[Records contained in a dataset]
--- --- ---

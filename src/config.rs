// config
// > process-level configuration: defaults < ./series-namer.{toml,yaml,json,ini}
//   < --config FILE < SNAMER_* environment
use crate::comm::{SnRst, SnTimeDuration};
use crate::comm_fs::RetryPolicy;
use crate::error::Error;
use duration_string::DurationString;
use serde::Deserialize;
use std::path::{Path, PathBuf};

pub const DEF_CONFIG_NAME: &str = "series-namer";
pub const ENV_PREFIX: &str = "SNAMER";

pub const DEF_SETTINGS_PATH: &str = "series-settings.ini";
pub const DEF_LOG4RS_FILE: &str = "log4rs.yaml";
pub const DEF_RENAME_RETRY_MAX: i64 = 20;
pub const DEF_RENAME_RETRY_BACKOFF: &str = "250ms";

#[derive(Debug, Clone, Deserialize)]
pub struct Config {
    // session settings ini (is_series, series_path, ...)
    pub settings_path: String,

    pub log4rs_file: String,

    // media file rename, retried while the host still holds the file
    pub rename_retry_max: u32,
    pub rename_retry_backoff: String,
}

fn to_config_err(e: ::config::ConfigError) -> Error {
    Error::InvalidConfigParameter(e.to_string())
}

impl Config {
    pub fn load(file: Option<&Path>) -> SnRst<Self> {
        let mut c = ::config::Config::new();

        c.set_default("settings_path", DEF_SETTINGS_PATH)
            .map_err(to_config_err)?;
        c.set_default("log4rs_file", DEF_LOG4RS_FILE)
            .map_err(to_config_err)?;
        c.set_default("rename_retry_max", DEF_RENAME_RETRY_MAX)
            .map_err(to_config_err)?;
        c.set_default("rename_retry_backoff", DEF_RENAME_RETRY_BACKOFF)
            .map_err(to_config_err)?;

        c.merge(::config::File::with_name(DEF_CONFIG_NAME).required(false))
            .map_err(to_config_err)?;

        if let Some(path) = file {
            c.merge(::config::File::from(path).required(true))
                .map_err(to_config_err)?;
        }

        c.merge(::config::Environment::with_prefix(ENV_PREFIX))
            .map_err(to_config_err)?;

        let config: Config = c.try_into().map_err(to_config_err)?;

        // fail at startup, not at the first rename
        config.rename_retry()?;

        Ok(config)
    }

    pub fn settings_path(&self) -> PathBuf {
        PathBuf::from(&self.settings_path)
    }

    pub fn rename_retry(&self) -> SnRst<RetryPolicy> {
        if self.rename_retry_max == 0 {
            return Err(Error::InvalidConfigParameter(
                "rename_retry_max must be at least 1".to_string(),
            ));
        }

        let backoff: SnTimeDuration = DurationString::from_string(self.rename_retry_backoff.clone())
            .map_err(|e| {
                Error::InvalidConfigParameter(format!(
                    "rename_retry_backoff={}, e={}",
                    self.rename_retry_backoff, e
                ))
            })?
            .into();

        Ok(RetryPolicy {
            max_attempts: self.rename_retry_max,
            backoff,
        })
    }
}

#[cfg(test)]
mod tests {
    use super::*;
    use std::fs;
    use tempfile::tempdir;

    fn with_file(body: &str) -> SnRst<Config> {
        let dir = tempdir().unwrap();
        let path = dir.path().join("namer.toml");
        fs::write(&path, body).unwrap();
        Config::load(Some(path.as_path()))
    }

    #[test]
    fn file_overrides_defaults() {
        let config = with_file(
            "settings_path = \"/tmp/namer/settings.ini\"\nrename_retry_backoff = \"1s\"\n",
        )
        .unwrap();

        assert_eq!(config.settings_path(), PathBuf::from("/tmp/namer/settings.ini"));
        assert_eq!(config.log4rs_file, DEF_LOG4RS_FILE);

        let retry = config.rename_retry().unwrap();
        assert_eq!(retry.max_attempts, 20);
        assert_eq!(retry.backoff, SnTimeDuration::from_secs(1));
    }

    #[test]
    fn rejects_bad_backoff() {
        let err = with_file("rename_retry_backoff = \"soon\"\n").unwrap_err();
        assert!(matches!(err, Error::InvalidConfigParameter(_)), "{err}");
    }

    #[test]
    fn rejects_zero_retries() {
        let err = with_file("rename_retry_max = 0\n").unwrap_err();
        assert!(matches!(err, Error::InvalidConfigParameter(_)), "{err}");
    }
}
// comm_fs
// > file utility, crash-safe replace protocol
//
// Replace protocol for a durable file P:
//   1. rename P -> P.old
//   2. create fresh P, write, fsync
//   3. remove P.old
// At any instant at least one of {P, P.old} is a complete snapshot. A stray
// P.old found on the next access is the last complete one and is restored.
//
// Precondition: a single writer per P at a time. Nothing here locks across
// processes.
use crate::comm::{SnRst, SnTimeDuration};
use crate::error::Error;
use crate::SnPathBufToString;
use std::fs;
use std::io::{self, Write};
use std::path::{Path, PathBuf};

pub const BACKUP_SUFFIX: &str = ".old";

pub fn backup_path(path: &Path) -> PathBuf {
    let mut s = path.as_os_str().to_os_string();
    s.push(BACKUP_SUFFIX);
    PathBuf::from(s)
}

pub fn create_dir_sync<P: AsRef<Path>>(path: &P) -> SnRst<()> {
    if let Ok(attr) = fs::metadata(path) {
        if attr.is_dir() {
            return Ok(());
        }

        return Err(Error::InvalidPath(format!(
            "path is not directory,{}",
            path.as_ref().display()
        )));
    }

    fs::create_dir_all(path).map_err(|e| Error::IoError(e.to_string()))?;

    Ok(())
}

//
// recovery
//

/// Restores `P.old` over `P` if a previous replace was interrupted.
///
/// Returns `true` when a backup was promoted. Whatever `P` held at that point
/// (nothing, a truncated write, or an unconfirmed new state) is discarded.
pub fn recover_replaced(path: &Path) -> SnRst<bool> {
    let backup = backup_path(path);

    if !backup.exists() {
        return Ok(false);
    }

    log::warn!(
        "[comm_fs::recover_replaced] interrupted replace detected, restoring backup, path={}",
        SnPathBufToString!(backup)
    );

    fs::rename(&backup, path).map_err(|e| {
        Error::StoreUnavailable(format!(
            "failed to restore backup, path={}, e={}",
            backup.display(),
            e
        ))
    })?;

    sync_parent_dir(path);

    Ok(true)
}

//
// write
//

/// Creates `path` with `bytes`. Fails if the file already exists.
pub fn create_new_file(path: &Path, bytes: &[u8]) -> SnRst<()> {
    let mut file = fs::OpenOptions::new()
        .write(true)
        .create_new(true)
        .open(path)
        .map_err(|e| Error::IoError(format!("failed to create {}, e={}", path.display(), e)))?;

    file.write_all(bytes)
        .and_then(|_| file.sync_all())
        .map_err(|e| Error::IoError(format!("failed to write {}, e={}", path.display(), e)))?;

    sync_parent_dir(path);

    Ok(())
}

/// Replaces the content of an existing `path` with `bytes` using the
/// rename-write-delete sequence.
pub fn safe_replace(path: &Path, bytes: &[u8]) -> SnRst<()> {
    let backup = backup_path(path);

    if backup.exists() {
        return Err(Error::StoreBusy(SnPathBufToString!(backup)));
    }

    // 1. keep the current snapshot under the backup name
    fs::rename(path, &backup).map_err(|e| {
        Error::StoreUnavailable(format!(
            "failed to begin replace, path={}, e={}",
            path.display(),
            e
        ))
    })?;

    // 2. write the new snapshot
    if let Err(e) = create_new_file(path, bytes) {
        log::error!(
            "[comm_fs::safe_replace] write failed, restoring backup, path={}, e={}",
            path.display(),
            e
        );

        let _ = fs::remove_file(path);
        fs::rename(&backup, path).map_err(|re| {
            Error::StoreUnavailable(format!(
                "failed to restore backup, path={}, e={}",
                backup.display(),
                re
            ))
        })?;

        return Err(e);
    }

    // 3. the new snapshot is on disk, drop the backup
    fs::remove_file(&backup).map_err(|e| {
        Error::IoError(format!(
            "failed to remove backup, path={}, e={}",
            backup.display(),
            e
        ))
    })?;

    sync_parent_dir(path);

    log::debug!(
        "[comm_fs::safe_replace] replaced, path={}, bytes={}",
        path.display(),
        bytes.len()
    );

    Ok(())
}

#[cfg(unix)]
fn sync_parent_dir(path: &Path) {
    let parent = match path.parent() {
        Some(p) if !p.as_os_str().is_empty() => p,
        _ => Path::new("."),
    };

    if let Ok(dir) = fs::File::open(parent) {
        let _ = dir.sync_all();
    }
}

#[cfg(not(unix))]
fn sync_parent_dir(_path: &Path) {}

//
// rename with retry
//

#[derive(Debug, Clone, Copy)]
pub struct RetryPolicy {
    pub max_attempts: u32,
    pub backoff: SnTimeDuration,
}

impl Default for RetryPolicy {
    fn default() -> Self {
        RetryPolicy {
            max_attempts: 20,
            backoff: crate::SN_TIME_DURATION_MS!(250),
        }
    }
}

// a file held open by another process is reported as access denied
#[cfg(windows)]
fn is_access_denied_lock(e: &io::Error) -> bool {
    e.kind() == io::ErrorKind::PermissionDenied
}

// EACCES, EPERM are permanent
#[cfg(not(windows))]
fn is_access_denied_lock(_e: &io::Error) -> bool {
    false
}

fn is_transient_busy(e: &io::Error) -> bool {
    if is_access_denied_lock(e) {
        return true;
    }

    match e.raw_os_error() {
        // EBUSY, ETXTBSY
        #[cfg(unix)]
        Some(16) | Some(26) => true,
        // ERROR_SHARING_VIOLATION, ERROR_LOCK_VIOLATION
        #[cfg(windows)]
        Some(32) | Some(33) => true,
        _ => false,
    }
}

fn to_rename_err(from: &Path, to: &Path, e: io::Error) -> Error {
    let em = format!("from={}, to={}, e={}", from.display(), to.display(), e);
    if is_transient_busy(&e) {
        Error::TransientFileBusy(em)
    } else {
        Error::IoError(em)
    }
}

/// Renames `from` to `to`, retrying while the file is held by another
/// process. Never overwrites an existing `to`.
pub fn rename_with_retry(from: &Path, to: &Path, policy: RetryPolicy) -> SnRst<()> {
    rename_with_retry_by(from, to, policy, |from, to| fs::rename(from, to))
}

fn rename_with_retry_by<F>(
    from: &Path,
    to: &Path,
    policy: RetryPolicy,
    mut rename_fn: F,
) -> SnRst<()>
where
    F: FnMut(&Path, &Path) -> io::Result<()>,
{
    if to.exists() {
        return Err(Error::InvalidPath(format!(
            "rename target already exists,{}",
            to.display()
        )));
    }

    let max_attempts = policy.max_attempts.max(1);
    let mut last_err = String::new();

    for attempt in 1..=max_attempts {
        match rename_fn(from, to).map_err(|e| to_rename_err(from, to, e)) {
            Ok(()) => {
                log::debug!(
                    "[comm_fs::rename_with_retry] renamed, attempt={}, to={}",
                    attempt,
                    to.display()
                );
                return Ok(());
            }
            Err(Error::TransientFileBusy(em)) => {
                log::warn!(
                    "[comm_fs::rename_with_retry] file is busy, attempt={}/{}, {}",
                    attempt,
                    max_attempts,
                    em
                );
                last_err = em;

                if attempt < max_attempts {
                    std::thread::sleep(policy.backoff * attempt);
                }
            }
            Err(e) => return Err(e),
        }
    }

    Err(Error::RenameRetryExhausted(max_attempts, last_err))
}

--- --- ---

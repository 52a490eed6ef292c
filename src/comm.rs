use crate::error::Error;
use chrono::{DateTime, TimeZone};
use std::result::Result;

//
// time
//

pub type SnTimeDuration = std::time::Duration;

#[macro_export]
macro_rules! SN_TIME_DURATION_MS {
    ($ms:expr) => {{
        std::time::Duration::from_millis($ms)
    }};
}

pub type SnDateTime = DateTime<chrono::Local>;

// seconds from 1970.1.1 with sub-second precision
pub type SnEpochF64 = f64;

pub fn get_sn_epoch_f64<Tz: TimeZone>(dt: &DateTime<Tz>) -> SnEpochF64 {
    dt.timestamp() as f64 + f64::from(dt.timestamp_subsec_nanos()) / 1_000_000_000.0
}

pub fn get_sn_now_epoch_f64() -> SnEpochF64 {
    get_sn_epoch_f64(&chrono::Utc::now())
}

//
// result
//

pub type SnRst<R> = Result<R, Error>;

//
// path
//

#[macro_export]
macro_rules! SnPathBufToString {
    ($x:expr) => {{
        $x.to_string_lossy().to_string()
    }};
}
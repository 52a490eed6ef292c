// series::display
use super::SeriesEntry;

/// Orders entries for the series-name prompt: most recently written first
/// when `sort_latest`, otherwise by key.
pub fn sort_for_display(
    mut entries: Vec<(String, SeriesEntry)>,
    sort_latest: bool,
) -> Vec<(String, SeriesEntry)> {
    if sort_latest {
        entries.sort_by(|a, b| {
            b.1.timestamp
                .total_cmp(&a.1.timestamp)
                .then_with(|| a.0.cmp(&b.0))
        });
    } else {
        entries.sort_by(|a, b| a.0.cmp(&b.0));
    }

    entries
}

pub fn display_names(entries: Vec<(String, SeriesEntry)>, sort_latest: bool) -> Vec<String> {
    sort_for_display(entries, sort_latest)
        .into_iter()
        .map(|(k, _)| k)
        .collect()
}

--- --- ---

* Task item
Your reply should be a single number: how many lines in the entries above hold the string "DurationString".

* Solution to the problem
2